Geriatric nurses must enjoy working with older people. They must be patient, listen extremely carefully and balance the needs of their patients with sometimes conflicting demands from family members.
When working with their patients, a geriatric nurse will:
Assess the patient’s mental status and cognitive (thinking) skills
Understand patient’s acute and chronic health issues
Discuss common health concerns, such as falls, incontinence, changing sleep patterns and sexual issues
Educate the patient about personal safety and disease prevention
Explain and recommend adjustments to the patient’s medication regimen to ensure adherence
Link the patient with local resources as needed
Many older people have health conditions that do not require hospitalization, but must be treated with medication, changes in diet, use of special equipment (such as a blood sugar monitor or walker), daily exercises or other adaptations. Geriatric nurses help design and explain these healthcare regimens to patients and their families. They often function as “case managers,” linking families with community resources to help them care for elderly
Geriatric nurses work in a variety of practice settings such as hospitals, nursing homes, rehabilitation facilities, senior centers, retirement communities and patients’ homes. They often work as part of a care team that includes physicians, social workers, nursing aides, physical and occupational therapists and other caring professionals.

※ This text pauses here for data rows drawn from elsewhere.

use std::collections::VecDeque;
use std::sync::Mutex;

const MAX_NOTES: usize = 500;

/// Best-effort in-memory recall used to enrich spec-phase prompts.
///
/// This is intentionally process-local: notes accumulate while the service
/// runs and vanish on restart. Recall failures never affect a job.
pub struct MemoryStore {
    notes: Mutex<VecDeque<(i64, String)>>,
}

impl MemoryStore {
    pub fn new() -> Self {
        Self {
            notes: Mutex::new(VecDeque::new()),
        }
    }

    pub fn record(&self, client_id: i64, note: impl Into<String>) {
        let mut notes = self.notes.lock().unwrap_or_else(|e| e.into_inner());
        notes.push_back((client_id, note.into()));
        if notes.len() > MAX_NOTES {
            notes.pop_front();
        }
    }

    /// Case-insensitive substring recall over the client's notes, newest
    /// first, up to `limit`.
    pub fn recall(&self, client_id: i64, query: &str, limit: usize) -> Vec<String> {
        let needle = query.to_lowercase();
        let notes = self.notes.lock().unwrap_or_else(|e| e.into_inner());
        notes
            .iter()
            .rev()
            .filter(|(cid, note)| {
                *cid == client_id && (needle.is_empty() || note.to_lowercase().contains(&needle))
            })
            .map(|(_, note)| note.clone())
            .take(limit)
            .collect()
    }
}

impl Default for MemoryStore {
    fn default() -> Self {
        Self::new()
    }
}

#[cfg(test)]
mod tests {
    use super::*;

    #[test]
    fn test_recall_is_scoped_to_client_and_query() {
        let store = MemoryStore::new();
        store.record(1, "uses tailwind for styling");
        store.record(1, "prefers integration tests");
        store.record(2, "tailwind everywhere");

        let hits = store.recall(1, "Tailwind", 10);
        assert_eq!(hits, vec!["uses tailwind for styling".to_string()]);
        assert_eq!(store.recall(1, "", 10).len(), 2);
        assert!(store.recall(3, "tailwind", 10).is_empty());
    }

    #[test]
    fn test_store_is_bounded() {
        let store = MemoryStore::new();
        for i in 0..(MAX_NOTES + 50) {
            store.record(1, format!("note {i}"));
        }
        assert_eq!(store.recall(1, "", usize::MAX).len(), MAX_NOTES);
    }
}
// ── Agent jobs ───────────────────────────────────────────────────────────

/// The unit the queue processes, as stored in `agent_jobs`.
#[derive(Debug, Clone, Serialize, Deserialize)]
pub struct AgentJob {
    pub id: i64,
    pub client_id: i64,
    pub feature_id: Option<i64>,
    pub repository_id: Option<i64>,
    /// May be empty for spec-mode jobs (the phase builds its own prompt).
    pub prompt: String,
    pub branch_name: String,
    pub title: String,
    pub job_type: JobType,
    pub status: JobStatus,
    /// Worker identity; the queue only admits jobs whose target equals the
    /// local machine. Set at enqueue time, never changed.
    pub target_machine: String,
    pub created_at: DateTime<Utc>,
    pub started_at: Option<DateTime<Utc>>,
    pub completed_at: Option<DateTime<Utc>>,
    pub exit_code: Option<i64>,
    pub error: Option<String>,
    pub worktree_path: Option<String>,
    pub pid: Option<i64>,
    pub pr_url: Option<String>,
    pub pr_number: Option<i64>,
    pub pr_files_changed: Option<i64>,

    // Ralph variants
    pub max_iterations: Option<i64>,
    pub completion_promise: Option<String>,
    pub feedback_commands: Vec<String>,
    pub current_iteration: i64,
    pub total_iterations: Option<i64>,
    pub completion_reason: Option<CompletionReason>,
    pub prd_mode: bool,
    pub prd: Option<Prd>,
    pub prd_progress: Option<PrdProgress>,

    // Spec variant
    pub spec_phase: Option<SpecPhase>,
    pub spec_output: Option<SpecOutput>,

    pub metadata: Option<serde_json::Value>,
}

impl AgentJob {
    /// Sentinel string whose appearance on stdout ends a ralph run.
    pub fn promise(&self) -> &str {
        self.completion_promise.as_deref().unwrap_or("RALPH_COMPLETE")
    }
}

/// Fresh queued job with empty variant fields. Callers fill in what their
/// variant needs before insert.
pub fn new_job(client_id: i64, job_type: JobType, target_machine: &str) -> AgentJob {
    AgentJob {
        id: 0,
        client_id,
        feature_id: None,
        repository_id: None,
        prompt: String::new(),
        branch_name: String::new(),
        title: String::new(),
        job_type,
        status: JobStatus::Queued,
        target_machine: target_machine.to_string(),
        created_at: Utc::now(),
        started_at: None,
        completed_at: None,
        exit_code: None,
        error: None,
        worktree_path: None,
        pid: None,
        pr_url: None,
        pr_number: None,
        pr_files_changed: None,
        max_iterations: None,
        completion_promise: None,
        feedback_commands: Vec::new(),
        current_iteration: 0,
        total_iterations: None,
        completion_reason: None,
        prd_mode: false,
        prd: None,
        prd_progress: None,
        spec_phase: None,
        spec_output: None,
        metadata: None,
    }
}

#[derive(Debug, Clone, Serialize, Deserialize)]
pub struct JobMessage {
    pub id: i64,
    pub job_id: i64,
    #[serde(rename = "type")]
    pub message_type: MessageType,
    pub content: String,
    pub created_at: DateTime<Utc>,
}

/// One row per iteration of a ralph-variant job.
#[derive(Debug, Clone, Serialize, Deserialize)]
pub struct JobIteration {
    pub id: i64,
    pub job_id: i64,
    pub iteration_number: i64,
    pub started_at: DateTime<Utc>,
    pub completed_at: Option<DateTime<Utc>>,
    pub exit_code: Option<i64>,
    pub prompt_used: Option<String>,
    pub promise_detected: bool,
    pub output_summary: Option<String>,
    pub feedback_results: Vec<FeedbackResult>,
    pub story_id: Option<i64>,
    pub commit_sha: Option<String>,
    pub error: Option<String>,
}

/// Outcome of one feedback command run after a ralph iteration.
#[derive(Debug, Clone, Serialize, Deserialize)]
#[serde(rename_all = "camelCase")]
pub struct FeedbackResult {
    pub command: String,
    pub exit_code: i32,
    pub passed: bool,
    /// First 5 KB of each stream.
    pub stdout: String,
    pub stderr: String,
}

// ── PRD ──────────────────────────────────────────────────────────────────

/// Structured plan the agent edits in the worktree (`prd.json`).
/// Field names match the on-disk JSON the agent reads and writes.
#[derive(Debug, Clone, Serialize, Deserialize)]
#[serde(rename_all = "camelCase")]
pub struct Prd {
    pub title: String,
    #[serde(default)]
    pub description: String,
    pub stories: Vec<PrdStory>,
}

#[derive(Debug, Clone, Serialize, Deserialize)]
#[serde(rename_all = "camelCase")]
pub struct PrdStory {
    pub id: i64,
    pub title: String,
    #[serde(default)]
    pub description: String,
    #[serde(default)]
    pub acceptance_criteria: Vec<String>,
    #[serde(default)]
    pub passes: bool,
}

impl Prd {
    /// PRD jobs require a non-empty story list with unique numeric ids ≥ 1.
    pub fn validate(&self) -> Result<(), String> {
        if self.stories.is_empty() {
            return Err("prd.stories must not be empty".to_string());
        }
        let mut seen = std::collections::HashSet::new();
        for story in &self.stories {
            if story.id < 1 {
                return Err(format!("story id {} must be >= 1", story.id));
            }
            if !seen.insert(story.id) {
                return Err(format!("duplicate story id {}", story.id));
            }
        }
        Ok(())
    }

    pub fn incomplete_stories(&self) -> Vec<&PrdStory> {
        self.stories.iter().filter(|s| !s.passes).collect()
    }
}

#[derive(Debug, Clone, Default, Serialize, Deserialize)]
#[serde(rename_all = "camelCase")]
pub struct PrdProgress {
    pub current_story_id: Option<i64>,
    #[serde(default)]
    pub completed_story_ids: Vec<i64>,
    #[serde(default)]
    pub commits: Vec<StoryCommit>,
}

#[derive(Debug, Clone, Serialize, Deserialize)]
#[serde(rename_all = "camelCase")]
pub struct StoryCommit {
    pub story_id: i64,
    pub sha: String,
    pub message: String,
    pub timestamp: DateTime<Utc>,
}

// ── Spec output ──────────────────────────────────────────────────────────

/// Single mutable document stored on the feature. Later phases preserve the
/// slices written by earlier phases; each phase overwrites only its own slice
/// plus `phase`.
#[derive(Debug, Clone, Default, Serialize, Deserialize)]
#[serde(rename_all = "camelCase")]
pub struct SpecOutput {
    pub phase: Option<SpecPhase>,
    pub constitution: Option<String>,
    pub spec: Option<SpecDoc>,
    pub clarifications: Option<Vec<Clarification>>,
    pub plan: Option<PlanDoc>,
    pub analysis: Option<AnalysisDoc>,
    pub tasks: Option<Vec<SpecTask>>,
    /// Regenerate the constitution even when the client already has one.
    #[serde(skip_serializing_if = "Option::is_none")]
    pub force_regenerate: Option<bool>,
}

#[derive(Debug, Clone, Default, Serialize, Deserialize)]
#[serde(rename_all = "camelCase")]
pub struct SpecDoc {
    #[serde(default)]
    pub overview: String,
    #[serde(default)]
    pub requirements: Vec<String>,
    #[serde(default)]
    pub acceptance_criteria: Vec<String>,
    #[serde(default)]
    pub out_of_scope: Vec<String>,
}

#[derive(Debug, Clone, Serialize, Deserialize)]
#[serde(rename_all = "camelCase")]
pub struct Clarification {
    pub id: String,
    pub question: String,
    #[serde(default)]
    pub context: String,
    pub response: Option<String>,
    pub responded_at: Option<DateTime<Utc>>,
}

#[derive(Debug, Clone, Default, Serialize, Deserialize)]
#[serde(rename_all = "camelCase")]
pub struct PlanDoc {
    #[serde(default)]
    pub architecture: String,
    #[serde(default)]
    pub tech_decisions: Vec<String>,
    #[serde(default)]
    pub file_structure: Vec<String>,
    #[serde(default)]
    pub dependencies: Vec<String>,
}

#[derive(Debug, Clone, Default, Serialize, Deserialize)]
#[serde(rename_all = "camelCase")]
pub struct AnalysisDoc {
    #[serde(default)]
    pub passed: bool,
    #[serde(default)]
    pub issues: Vec<String>,
    #[serde(default)]
    pub suggestions: Vec<String>,
    #[serde(default)]
    pub existing_patterns: Vec<String>,
}

#[derive(Debug, Clone, Serialize, Deserialize)]
#[serde(rename_all = "camelCase")]
pub struct SpecTask {
    pub id: String,
    pub title: String,
    #[serde(default)]
    pub description: String,
    #[serde(default)]
    pub files: Vec<String>,
    #[serde(default)]
    pub dependencies: Vec<String>,
}

impl SpecOutput {
    pub fn unanswered_clarifications(&self) -> usize {
        self.clarifications
            .as_ref()
            .map(|cs| cs.iter().filter(|c| c.response.is_none()).count())
            .unwrap_or(0)
    }
}

// ── Git outputs ──────────────────────────────────────────────────────────

#[derive(Debug, Clone, Serialize, Deserialize)]
pub struct CodeBranch {
    pub id: i64,
    pub repository_id: i64,
    pub name: String,
    pub job_id: Option<i64>,
    pub created_at: DateTime<Utc>,
}

#[derive(Debug, Clone, Serialize, Deserialize)]
pub struct CodePullRequest {
    pub id: i64,
    pub repository_id: i64,
    pub number: i64,
    pub url: String,
    pub title: String,
    pub files_changed: Option<i64>,
    pub job_id: Option<i64>,
    pub created_at: DateTime<Utc>,
}

/// Result of `gh pr create` + `gh pr view`.
#[derive(Debug, Clone, Serialize)]
pub struct PullRequestInfo {
    pub number: i64,
    pub url: String,
    pub title: String,
    pub files_changed: i64,
}

#[derive(Debug, Clone, Serialize, Deserialize)]
pub struct Todo {
    pub id: i64,
    pub feature_id: i64,
    pub order_index: i64,
    pub title: String,
    pub status: String,
}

In hospitals, geriatric nurses tend to work with treatment teams that have large older patient populations, such as outpatient surgery, cardiology, rehabilitation, ophthalmology,
dermatology and geriatric mental health (treating older patients with psychiatric conditions, such as Alzheimer’s, anxiety and depression).
In rehabilitation and long-term care facilities, geriatric nurses manage patient care from initial assessment through development, implementation and evaluation of the care plan. They may also take on administrative, training and leadership roles.
Outlook and Salary Range
Because of the aging population, there is increasing demand for geriatric nurses, especially in nursing homes and health care facilities that have a high older patient population. Bilingual nurses, particularly those fluent in both Spanish and English, are needed. The average salary for a geriatric nurse is $63,382, but salaries vary greatly depending on your experience, education and where you work.